Spazio: missioni “green” e riduzione dei costi con il progetto Compass

Grazie a Compass sarà possibile monitorare la propagazione delle nuvole di detriti spaziali

Rivoluzionare in chiave ‘green’ le future missioni spaziali, per risolvere questioni ambientali e ridurre i costi. Come? Sfruttando le forze naturali delle orbite per le manovre di allontanamento o rientro a Terra di un qualsiasi satellite. Insomma, un po’ come fare surf nello spazio. E’ il Progetto Compass (Control for Orbit Manoeuvring through Perturbations for Application to Space Systems), finanziato dalla Commissione Europea con un Erc Starting Grant del valore di 1,5 milioni di euro assegnato a Camilla Colombo del Dipartimento di Scienze e Tecnologie Aerospaziali del Politecnico di Milano. I servizi che lo spazio garantisce all’umanità sono ormai indispensabili, ma i problemi legati alla sua esplorazione vanno dall’elevato costo energetico legato ai trasferimenti delle missioni, al problema della sicurezza degli asteroidi che potrebbero impattare con la Terra, fino ai detriti spaziali che potrebbero colpire satelliti attivi e andare a moltiplicarsi (oggi si contano più di 500.000 oggetti-spazzatura in orbita). Per cinque anni il team, composto da sette componenti tra assegnisti di ricerca e dottorandi, si occuperà di studiare e descrivere le perturbazioni spaziali con lo scopo di sfruttarle per i trasferimenti orbitali e interplanetari riducendo così i costi delle missioni.

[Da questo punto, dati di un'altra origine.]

//! Reference data adapter: CSV training table and the process-wide sample cache.
//!
//! The attribution background is a fixed-size random subsample of the
//! training feature table, drawn once with a fixed seed and reused for every
//! request. `ReferenceCache` holds it.
//!
//! # Initialization race
//!
//! The cache is a `OnceLock`. Concurrent first callers may each load the
//! table (duplicate work), but only the first finished sample is published
//! and every caller returns that one. A sample is published whole or not at
//! all. Load failures are not cached, so a later request can retry once the
//! file is in place.

use std::path::{Path, PathBuf};
use std::sync::{Arc, OnceLock};

use rand::SeedableRng;
use rand_chacha::ChaCha8Rng;

use crate::config::ScreeningConfig;
use crate::domain::{FeatureVector, ReferenceSample};
use crate::ports::ReferenceSource;
use crate::ScreeningError;

fn unavailable(path: &Path, reason: impl std::fmt::Display) -> ScreeningError {
    ScreeningError::ExplainerUnavailable(format!(
        "cannot read reference data {}: {reason}",
        path.display()
    ))
}

/// Read the full training feature table, dropping the target column.
///
/// # Errors
/// `ExplainerUnavailable` on I/O or parse failure; `SchemaMismatch` if the
/// remaining columns are not the training feature order.
pub fn read_feature_table(
    path: &Path,
    target_column: &str,
) -> Result<Vec<FeatureVector>, ScreeningError> {
    let mut reader = csv::ReaderBuilder::new()
        .has_headers(true)
        .trim(csv::Trim::All)
        .from_path(path)
        .map_err(|e| unavailable(path, e))?;

    let headers = reader.headers().map_err(|e| unavailable(path, e))?.clone();
    let target_idx = headers.iter().position(|h| h == target_column);
    let names: Vec<&str> = headers
        .iter()
        .enumerate()
        .filter(|(idx, _)| Some(*idx) != target_idx)
        .map(|(_, h)| h)
        .collect();

    // Fail on the header before touching any rows.
    crate::domain::check_schema(&names, &crate::domain::FEATURE_NAMES)?;

    let mut rows = Vec::new();
    let mut values = Vec::with_capacity(names.len());
    for (line, record) in reader.records().enumerate() {
        let record = record.map_err(|e| unavailable(path, e))?;
        values.clear();
        for (idx, field) in record.iter().enumerate() {
            if Some(idx) == target_idx {
                continue;
            }
            let v: f64 = field.parse().map_err(|_| {
                unavailable(
                    path,
                    format!("row {} column {idx}: '{field}' is not a number", line + 1),
                )
            })?;
            values.push(v);
        }
        rows.push(FeatureVector::from_named(&names, &values)?);
    }

    Ok(rows)
}

/// Draw `n` distinct rows with a seeded RNG.
///
/// Tables with at most `n` rows are returned whole, in file order.
#[must_use]
pub fn subsample(rows: Vec<FeatureVector>, n: usize, seed: u64) -> Vec<FeatureVector> {
    if rows.len() <= n {
        return rows;
    }
    let mut rng = ChaCha8Rng::seed_from_u64(seed);
    rand::seq::index::sample(&mut rng, rows.len(), n)
        .into_iter()
        .map(|idx| rows[idx])
        .collect()
}

/// Reference sample drawn from the training CSV.
#[derive(Debug, Clone)]
pub struct CsvReferenceSource {
    path: PathBuf,
    target_column: String,
    sample_size: usize,
    seed: u64,
}

impl CsvReferenceSource {
    #[must_use]
    pub fn new(
        path: impl Into<PathBuf>,
        target_column: impl Into<String>,
        sample_size: usize,
        seed: u64,
    ) -> Self {
        Self {
            path: path.into(),
            target_column: target_column.into(),
            sample_size,
            seed,
        }
    }

    #[must_use]
    pub fn from_config(config: &ScreeningConfig) -> Self {
        Self::new(
            config.reference_path(),
            config.target_column.clone(),
            config.reference_sample_size,
            config.seed,
        )
    }
}

impl ReferenceSource for CsvReferenceSource {
    fn load(&self) -> Result<ReferenceSample, ScreeningError> {
        let table = read_feature_table(&self.path, &self.target_column)?;
        if table.is_empty() {
            return Err(unavailable(&self.path, "table has no rows"));
        }
        let total = table.len();
        let rows = subsample(table, self.sample_size, self.seed);
        tracing::info!(
            "Drew {} of {} reference rows from {:?} (seed={})",
            rows.len(),
            total,
            self.path,
            self.seed
        );
        Ok(ReferenceSample::new(rows))
    }

    fn cache_key(&self) -> String {
        format!(
            "{}#{}?n={}&seed={}",
            self.path.display(),
            self.target_column,
            self.sample_size,
            self.seed
        )
    }
}

/// Lazily initialized, read-only holder of the reference sample.
///
/// The first source to load publishes its sample together with its
/// [`ReferenceSource::cache_key`]. A source with a different key is served
/// from its own uncached load, so sharing a cache across sources never hands
/// out another source's sample.
#[derive(Debug, Default)]
pub struct ReferenceCache {
    cell: OnceLock<(String, Arc<ReferenceSample>)>,
}

impl ReferenceCache {
    #[must_use]
    pub fn new() -> Self {
        Self::default()
    }

    /// The cached sample, if already initialized.
    #[must_use]
    pub fn get(&self) -> Option<Arc<ReferenceSample>> {
        self.cell.get().map(|(_, sample)| Arc::clone(sample))
    }

    /// Key of the source that filled the cache.
    #[must_use]
    pub fn key(&self) -> Option<&str> {
        self.cell.get().map(|(key, _)| key.as_str())
    }

    /// Return the cached sample, loading it from `source` on first use.
    ///
    /// # Errors
    /// Propagates the source's load error; nothing is cached in that case.
    pub fn get_or_load(
        &self,
        source: &dyn ReferenceSource,
    ) -> Result<Arc<ReferenceSample>, ScreeningError> {
        let key = source.cache_key();
        if let Some((cached, sample)) = self.cell.get() {
            if *cached == key {
                return Ok(Arc::clone(sample));
            }
            tracing::warn!("Reference cache holds another source ({cached}); loading {key} uncached");
            return Ok(Arc::new(source.load()?));
        }

        let loaded = Arc::new(source.load()?);
        if self.cell.set((key.clone(), Arc::clone(&loaded))).is_err() {
            tracing::debug!("Reference sample already initialized by another caller");
        }
        // First writer wins for callers with the same key.
        Ok(match self.cell.get() {
            Some((cached, sample)) if *cached == key => Arc::clone(sample),
            _ => loaded,
        })
    }
}

#[cfg(test)]
mod tests {
    use super::*;
    use crate::domain::{FEATURE_COUNT, FEATURE_NAMES};
    use std::io::Write;
    use std::sync::atomic::{AtomicUsize, Ordering};
    use tempfile::tempdir;

    fn write_table(path: &Path, rows: usize) {
        let mut file = std::fs::File::create(path).unwrap();
        let mut header: Vec<&str> = FEATURE_NAMES.to_vec();
        header.push("heartdisease");
        writeln!(file, "{}", header.join(",")).unwrap();
        for r in 0..rows {
            let mut fields: Vec<String> = (0..FEATURE_COUNT)
                .map(|c| format!("{}", (r * FEATURE_COUNT + c) as f64 / 10.0))
                .collect();
            fields.push((r % 2).to_string());
            writeln!(file, "{}", fields.join(",")).unwrap();
        }
    }

    #[test]
    fn test_read_table_drops_target() {
        let temp = tempdir().unwrap();
        let path = temp.path().join("train.csv");
        write_table(&path, 3);

        let rows = read_feature_table(&path, "heartdisease").expect("read");
        assert_eq!(rows.len(), 3);
        assert!((rows[1].age - 1.5).abs() < 1e-12);
        assert!((rows[1].cholesterol_missing - 2.9).abs() < 1e-12);
    }

    #[test]
    fn test_target_column_position_does_not_matter() {
        let temp = tempdir().unwrap();
        let path = temp.path().join("train.csv");
        let mut file = std::fs::File::create(&path).unwrap();
        let mut header = vec!["heartdisease"];
        header.extend(FEATURE_NAMES);
        writeln!(file, "{}", header.join(",")).unwrap();
        let mut row = vec!["1".to_string()];
        row.extend((0..FEATURE_COUNT).map(|c| c.to_string()));
        writeln!(file, "{}", row.join(",")).unwrap();
        drop(file);

        let rows = read_feature_table(&path, "heartdisease").expect("read");
        assert_eq!(rows[0].to_array()[14], 14.0);
    }

    #[test]
    fn test_reordered_header_is_schema_mismatch() {
        let temp = tempdir().unwrap();
        let path = temp.path().join("train.csv");
        let mut file = std::fs::File::create(&path).unwrap();
        let mut header: Vec<&str> = FEATURE_NAMES.to_vec();
        header.swap(7, 8);
        writeln!(file, "{}", header.join(",")).unwrap();
        drop(file);

        let err = read_feature_table(&path, "heartdisease").expect_err("must fail");
        assert!(matches!(err, ScreeningError::SchemaMismatch(_)));
    }

    #[test]
    fn test_missing_file_is_explainer_unavailable() {
        let err = read_feature_table(Path::new("/nonexistent/train.csv"), "heartdisease")
            .expect_err("must fail");
        assert!(matches!(err, ScreeningError::ExplainerUnavailable(_)));
    }

    #[test]
    fn test_non_numeric_cell_is_rejected() {
        let temp = tempdir().unwrap();
        let path = temp.path().join("train.csv");
        let mut file = std::fs::File::create(&path).unwrap();
        writeln!(file, "{},heartdisease", FEATURE_NAMES.join(",")).unwrap();
        let mut row: Vec<String> = (0..FEATURE_COUNT).map(|c| c.to_string()).collect();
        row[3] = "yes".into();
        writeln!(file, "{},0", row.join(",")).unwrap();
        drop(file);

        let err = read_feature_table(&path, "heartdisease").expect_err("must fail");
        assert!(err.to_string().contains("'yes'"));
    }

    #[test]
    fn test_subsample_is_seeded_and_distinct() {
        let rows: Vec<FeatureVector> = (0..200)
            .map(|i| FeatureVector::from_array([i as f64; FEATURE_COUNT]))
            .collect();

        let a = subsample(rows.clone(), 50, 42);
        let b = subsample(rows.clone(), 50, 42);
        let c = subsample(rows.clone(), 50, 7);
        assert_eq!(a.len(), 50);
        assert_eq!(a, b);
        assert_ne!(a, c);

        let mut ages: Vec<i64> = a.iter().map(|r| r.age as i64).collect();
        ages.sort_unstable();
        ages.dedup();
        assert_eq!(ages.len(), 50, "rows must be drawn without replacement");
    }

    #[test]
    fn test_small_tables_are_used_whole() {
        let rows: Vec<FeatureVector> = (0..10)
            .map(|i| FeatureVector::from_array([i as f64; FEATURE_COUNT]))
            .collect();
        assert_eq!(subsample(rows.clone(), 50, 42), rows);
    }

    #[test]
    fn test_csv_source_loads_are_identical() {
        let temp = tempdir().unwrap();
        let path = temp.path().join("train.csv");
        write_table(&path, 120);

        let source = CsvReferenceSource::new(&path, "heartdisease", 50, 42);
        let first = source.load().expect("load");
        let second = source.load().expect("load");
        assert_eq!(first.len(), 50);
        assert_eq!(first, second);
    }

    struct CountingSource {
        loads: AtomicUsize,
        fail: bool,
    }

    impl ReferenceSource for CountingSource {
        fn load(&self) -> Result<ReferenceSample, ScreeningError> {
            self.loads.fetch_add(1, Ordering::SeqCst);
            if self.fail {
                return Err(ScreeningError::ExplainerUnavailable("offline".into()));
            }
            Ok(ReferenceSample::new(vec![FeatureVector::from_array(
                [1.0; FEATURE_COUNT],
            )]))
        }
    }

    #[test]
    fn test_cache_loads_once() {
        let cache = ReferenceCache::new();
        let source = CountingSource {
            loads: AtomicUsize::new(0),
            fail: false,
        };
        assert!(cache.get().is_none());

        let a = cache.get_or_load(&source).expect("load");
        let b = cache.get_or_load(&source).expect("load");
        assert!(Arc::ptr_eq(&a, &b));
        assert_eq!(source.loads.load(Ordering::SeqCst), 1);
    }

    #[test]
    fn test_cache_does_not_store_failures() {
        let cache = ReferenceCache::new();
        let failing = CountingSource {
            loads: AtomicUsize::new(0),
            fail: true,
        };
        assert!(cache.get_or_load(&failing).is_err());
        assert!(cache.get_or_load(&failing).is_err());
        assert_eq!(failing.loads.load(Ordering::SeqCst), 2);
        assert!(cache.get().is_none());
    }

    #[test]
    fn test_concurrent_initializers_agree() {
        let cache = Arc::new(ReferenceCache::new());
        let source = Arc::new(CountingSource {
            loads: AtomicUsize::new(0),
            fail: false,
        });

        let handles: Vec<_> = (0..8)
            .map(|_| {
                let cache = Arc::clone(&cache);
                let source = Arc::clone(&source);
                std::thread::spawn(move || cache.get_or_load(source.as_ref()).expect("load"))
            })
            .collect();
        let samples: Vec<Arc<ReferenceSample>> =
            handles.into_iter().map(|h| h.join().unwrap()).collect();

        let published = cache.get().expect("initialized");
        assert!(samples.iter().all(|s| Arc::ptr_eq(s, &published)));
        assert!(source.loads.load(Ordering::SeqCst) >= 1);
    }

    #[test]
    fn test_cache_serves_each_source_its_own_sample() {
        let temp = tempdir().unwrap();
        let path = temp.path().join("train.csv");
        write_table(&path, 120);

        let cache = ReferenceCache::new();
        let seed_42 = CsvReferenceSource::new(&path, "heartdisease", 50, 42);
        let seed_7 = CsvReferenceSource::new(&path, "heartdisease", 50, 7);
        let smaller = CsvReferenceSource::new(&path, "heartdisease", 10, 42);

        let first = cache.get_or_load(&seed_42).unwrap();
        let other_seed = cache.get_or_load(&seed_7).unwrap();
        let other_size = cache.get_or_load(&smaller).unwrap();

        assert_eq!(*other_seed, seed_7.load().unwrap());
        assert_ne!(*other_seed, *first);
        assert_eq!(other_size.len(), 10);
        assert_eq!(cache.key(), Some(seed_42.cache_key().as_str()));
        assert!(Arc::ptr_eq(&cache.get_or_load(&seed_42).unwrap(), &first));
    }
}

Grazie a modelli matematici, numerici e sistemi spaziali, i nuovi satelliti intelligenti saranno in grado di controllare il surfing adattando la propria rotta in maniera sempre efficiente, saranno in grado cioè di capire e sfruttare le complesse forze naturali dello spazio. Grazie a Compass sarà possibile monitorare la propagazione delle nuvole di detriti spaziali per evitare nuove collisioni che li moltiplicherebbero e sfruttare le orbite naturali per il loro rientro a Terra e per manovre per evitare collisioni e gestire costellazioni di satelliti. Nel campo delle missioni verso asteroidi, il progetto permetterà di disegnare orbite stabili per la loro esplorazione, il loro monitoraggio e lo studio di tecniche per modificare la loro orbita. Nel campo dei trasferimenti spaziali il progetto studierà traiettorie per piccoli satelliti con mix di manovre naturali e artificiali. Il progetto Compass si avvale di un Advisory Board composto da Esa (European Space Agency), Nasa, Uk Space Agency, Cnes (Centre National d’Études Spatiales), Jaxa (Japan Aeropace Exploration Agency).